◆ Exercise goal ◆
In the data below, the answer is the run of lines from the line containing "async fn it_should_return_ok_for_health_check(ctx: &TestContext)" through the line containing "async fn it_should_allow_any_origin(ctx: &TestContext)", both included; print it exactly and nothing else.
[Excerpted records]
use crate::e2e::helpers;

use helpers::TestContext;
use hyper::StatusCode;
use pretty_assertions::assert_eq;
use serde_json::json;
use test_context::test_context;

fn script_of(response: &helpers::api_client::ApiResponse) -> String {
    response
        .body
        .as_ref()
        .and_then(|b| b.get("script"))
        .and_then(|s| s.as_str())
        .expect("Missing script field")
        .to_string()
}

#[test_context(TestContext)]
#[tokio::test]
async fn it_should_fill_every_slot_with_the_prompt(ctx: &TestContext) {
    let response = ctx
        .client
        .post("/api/generate-script", &json!({ "prompt": "budget travel" }))
        .await
        .unwrap();

    response.assert_status(StatusCode::OK);
    let script = script_of(&response);

    assert!(script.starts_with("🎬 AI SCRIPT FOR: budget travel"));
    assert!(script.contains("EVERYTHING about budget travel"));
    assert!(script.contains("\"budget travel\""));
    assert_eq!(script.matches("budget travel").count(), 3);
}

#[test_context(TestContext)]
#[tokio::test]
async fn it_should_use_fallback_text_for_empty_prompt(ctx: &TestContext) {
    let response = ctx
        .client
        .post("/api/generate-script", &json!({ "prompt": "" }))
        .await
        .unwrap();

    response.assert_status(StatusCode::OK);
    let script = script_of(&response);

    assert!(script.contains("AI SCRIPT FOR: Your Topic"));
    assert!(script.contains("EVERYTHING about success"));
    assert!(script.contains("Most people miss this simple trick"));
}

#[test_context(TestContext)]
#[tokio::test]
async fn it_should_treat_missing_prompt_as_empty(ctx: &TestContext) {
    let empty = ctx
        .client
        .post("/api/generate-script", &json!({ "prompt": "" }))
        .await
        .unwrap();
    let missing = ctx
        .client
        .post("/api/generate-script", &json!({}))
        .await
        .unwrap();

    missing.assert_status(StatusCode::OK);
    assert_eq!(script_of(&missing), script_of(&empty));
}

#[test_context(TestContext)]
#[tokio::test]
async fn it_should_accept_malformed_bodies(ctx: &TestContext) {
    for body in ["not json", "[1, 2, 3]", ""] {
        let response = ctx
            .client
            .post_raw("/api/generate-script", body, Some("application/json"))
            .await
            .unwrap();

        response.assert_status(StatusCode::OK);
        assert!(script_of(&response).contains("Your Topic"));
    }

    // No content type at all
    let response = ctx
        .client
        .post_raw("/api/generate-script", r#"{"prompt":"cats"}"#, None)
        .await
        .unwrap();
    response.assert_status(StatusCode::OK);
    assert!(script_of(&response).contains("AI SCRIPT FOR: cats"));
}

#[test_context(TestContext)]
#[tokio::test]
async fn it_should_coerce_non_string_prompts(ctx: &TestContext) {
    let response = ctx
        .client
        .post("/api/generate-script", &json!({ "prompt": 2026 }))
        .await
        .unwrap();
    response.assert_status(StatusCode::OK);
    assert!(script_of(&response).contains("AI SCRIPT FOR: 2026"));

    let response = ctx
        .client
        .post("/api/generate-script", &json!({ "prompt": ["a", "b"] }))
        .await
        .unwrap();
    response.assert_status(StatusCode::OK);
    assert!(script_of(&response).contains("AI SCRIPT FOR: Your Topic"));
}

#[test_context(TestContext)]
#[tokio::test]
async fn it_should_not_call_the_speech_provider(ctx: &TestContext) {
    ctx.client
        .post("/api/generate-script", &json!({ "prompt": "x" }))
        .await
        .unwrap();

    assert!(ctx.tts.calls().is_empty());
}
pub mod dto;
pub mod error;
pub mod service;

pub use dto::{VideoGenerationRequest, VideoGenerationResponse};
pub use error::VideoServiceError;
pub use service::{render_placeholder, GeneratedVideo, VideoService, VideoServiceApi};
use crate::e2e::helpers;

use helpers::TestContext;
use hyper::StatusCode;
use test_context::test_context;

#[test_context(TestContext)]
#[tokio::test]
async fn it_should_return_ok_for_health_check(ctx: &TestContext) {
    let response = ctx.client.get("/health").await.unwrap();

    response.assert_status(StatusCode::OK);

    // Health endpoint returns plain text
    assert_eq!(response.text(), "OK");
}

#[test_context(TestContext)]
#[tokio::test]
async fn it_should_return_ready_status(ctx: &TestContext) {
    let response = ctx.client.get("/health/ready").await.unwrap();

    response.assert_status(StatusCode::OK);

    let body = response.body.as_ref().unwrap();
    assert_eq!(body.get("status").and_then(|v| v.as_str()), Some("ready"));
    assert_eq!(body.get("storage").and_then(|v| v.as_str()), Some("available"));
    assert_eq!(body.get("tts").and_then(|v| v.as_str()), Some("mock"));
}

#[test_context(TestContext)]
#[tokio::test]
async fn it_should_report_not_ready_without_storage(ctx: &TestContext) {
    tokio::fs::remove_dir_all(&ctx.config.output_dir).await.unwrap();

    let response = ctx.client.get("/health/ready").await.unwrap();

    response.assert_status(StatusCode::SERVICE_UNAVAILABLE);
    let body = response.body.as_ref().unwrap();
    assert_eq!(body.get("status").and_then(|v| v.as_str()), Some("not_ready"));
    assert_eq!(body.get("storage").and_then(|v| v.as_str()), Some("unavailable"));
}

#[test_context(TestContext)]
#[tokio::test]
async fn it_should_include_request_id_in_responses(ctx: &TestContext) {
    let response = ctx.client.get("/health").await.unwrap();
    response.assert_header_exists("x-request-id");

    let response = ctx.client.get("/download/1").await.unwrap();
    response.assert_header_exists("x-request-id");
}

#[test_context(TestContext)]
#[tokio::test]
async fn it_should_echo_client_request_id(ctx: &TestContext) {
    let response = ctx
        .client
        .get_with_headers("/health", &[("x-request-id", "client-trace-42")])
        .await
        .unwrap();

    response.assert_header("x-request-id", "client-trace-42");
}

#[test_context(TestContext)]
#[tokio::test]
async fn it_should_allow_any_origin(ctx: &TestContext) {
    let response = ctx
        .client
        .get_with_headers("/health", &[("origin", "http://localhost:5500")])
        .await
        .unwrap();

    response.assert_header("access-control-allow-origin", "*");
}

#[test_context(TestContext)]
#[tokio::test]
async fn it_should_handle_concurrent_health_checks(ctx: &TestContext) {
    let mut futures = Vec::new();
    for _ in 0..10 {
        let client = ctx.client.clone();
        futures.push(async move { client.get("/health").await });
    }

    let results = futures::future::join_all(futures).await;

    for result in results {
        let response = result.unwrap();
        response.assert_status(StatusCode::OK);
    }
}
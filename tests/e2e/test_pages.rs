use crate::e2e::helpers;

use helpers::TestContext;
use hyper::StatusCode;
use test_context::test_context;

#[test_context(TestContext)]
#[tokio::test]
async fn it_should_serve_fallback_page_without_frontend(ctx: &TestContext) {
    let response = ctx.client.get("/").await.unwrap();

    response.assert_status(StatusCode::OK);
    let content_type = response.header("content-type").unwrap();
    assert!(content_type.starts_with("text/html"), "got {}", content_type);
    assert!(response.text().contains("Backend working!"));
}

#[test_context(TestContext)]
#[tokio::test]
async fn it_should_serve_the_frontend_page_when_present(ctx: &TestContext) {
    tokio::fs::write(
        &ctx.config.index_page,
        "<html><body><h1>Shorts Studio</h1></body></html>",
    )
    .await
    .unwrap();

    let response = ctx.client.get("/").await.unwrap();

    response.assert_status(StatusCode::OK);
    assert_eq!(
        response.text(),
        "<html><body><h1>Shorts Studio</h1></body></html>"
    );
}

#[test_context(TestContext)]
#[tokio::test]
async fn it_should_fall_back_when_page_is_not_utf8(ctx: &TestContext) {
    tokio::fs::write(&ctx.config.index_page, [0xff, 0xfe, 0x00])
        .await
        .unwrap();

    let response = ctx.client.get("/").await.unwrap();

    response.assert_status(StatusCode::OK);
    assert!(response.text().contains("Backend working!"));
}
use axum::{extract::State, response::Html};
use std::path::PathBuf;
use std::sync::Arc;

const FALLBACK_PAGE: &str = r#"<h1>🎬 YouTube Shorts Generator</h1>
<p>✅ Backend working! Open the frontend <code>.html</code> file in your browser.</p>
<p>API endpoints are ready under <code>/api</code>.</p>
"#;

pub struct PageController {
    index_page: PathBuf,
}

impl PageController {
    pub fn new(index_page: PathBuf) -> Self {
        Self { index_page }
    }

    /// GET / - Serve the frontend page, or a built-in notice when it is missing
    pub async fn index(State(controller): State<Arc<PageController>>) -> Html<String> {
        match tokio::fs::read_to_string(&controller.index_page).await {
            Ok(page) => Html(page),
            Err(e) => {
                tracing::debug!(
                    path = %controller.index_page.display(),
                    error = %e,
                    "Index page unavailable, serving fallback"
                );
                Html(FALLBACK_PAGE.to_string())
            }
        }
    }
}
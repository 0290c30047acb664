pub mod artifact_repository;
pub mod azure_tts_repository;
pub mod openai_tts_repository;
pub mod tts_repository;

pub use artifact_repository::ArtifactRepository;
pub use azure_tts_repository::AzureTtsRepository;
pub use openai_tts_repository::OpenAiTtsRepository;
pub use tts_repository::TtsRepository;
[/Excerpted records]
◆ Answer below ◆
async fn it_should_return_ok_for_health_check(ctx: &TestContext) {
    let response = ctx.client.get("/health").await.unwrap();

    response.assert_status(StatusCode::OK);

    // Health endpoint returns plain text
    assert_eq!(response.text(), "OK");
}

#[test_context(TestContext)]
#[tokio::test]
async fn it_should_return_ready_status(ctx: &TestContext) {
    let response = ctx.client.get("/health/ready").await.unwrap();

    response.assert_status(StatusCode::OK);

    let body = response.body.as_ref().unwrap();
    assert_eq!(body.get("status").and_then(|v| v.as_str()), Some("ready"));
    assert_eq!(body.get("storage").and_then(|v| v.as_str()), Some("available"));
    assert_eq!(body.get("tts").and_then(|v| v.as_str()), Some("mock"));
}

#[test_context(TestContext)]
#[tokio::test]
async fn it_should_report_not_ready_without_storage(ctx: &TestContext) {
    tokio::fs::remove_dir_all(&ctx.config.output_dir).await.unwrap();

    let response = ctx.client.get("/health/ready").await.unwrap();

    response.assert_status(StatusCode::SERVICE_UNAVAILABLE);
    let body = response.body.as_ref().unwrap();
    assert_eq!(body.get("status").and_then(|v| v.as_str()), Some("not_ready"));
    assert_eq!(body.get("storage").and_then(|v| v.as_str()), Some("unavailable"));
}

#[test_context(TestContext)]
#[tokio::test]
async fn it_should_include_request_id_in_responses(ctx: &TestContext) {
    let response = ctx.client.get("/health").await.unwrap();
    response.assert_header_exists("x-request-id");

    let response = ctx.client.get("/download/1").await.unwrap();
    response.assert_header_exists("x-request-id");
}

#[test_context(TestContext)]
#[tokio::test]
async fn it_should_echo_client_request_id(ctx: &TestContext) {
    let response = ctx
        .client
        .get_with_headers("/health", &[("x-request-id", "client-trace-42")])
        .await
        .unwrap();

    response.assert_header("x-request-id", "client-trace-42");
}

#[test_context(TestContext)]
#[tokio::test]
async fn it_should_allow_any_origin(ctx: &TestContext) {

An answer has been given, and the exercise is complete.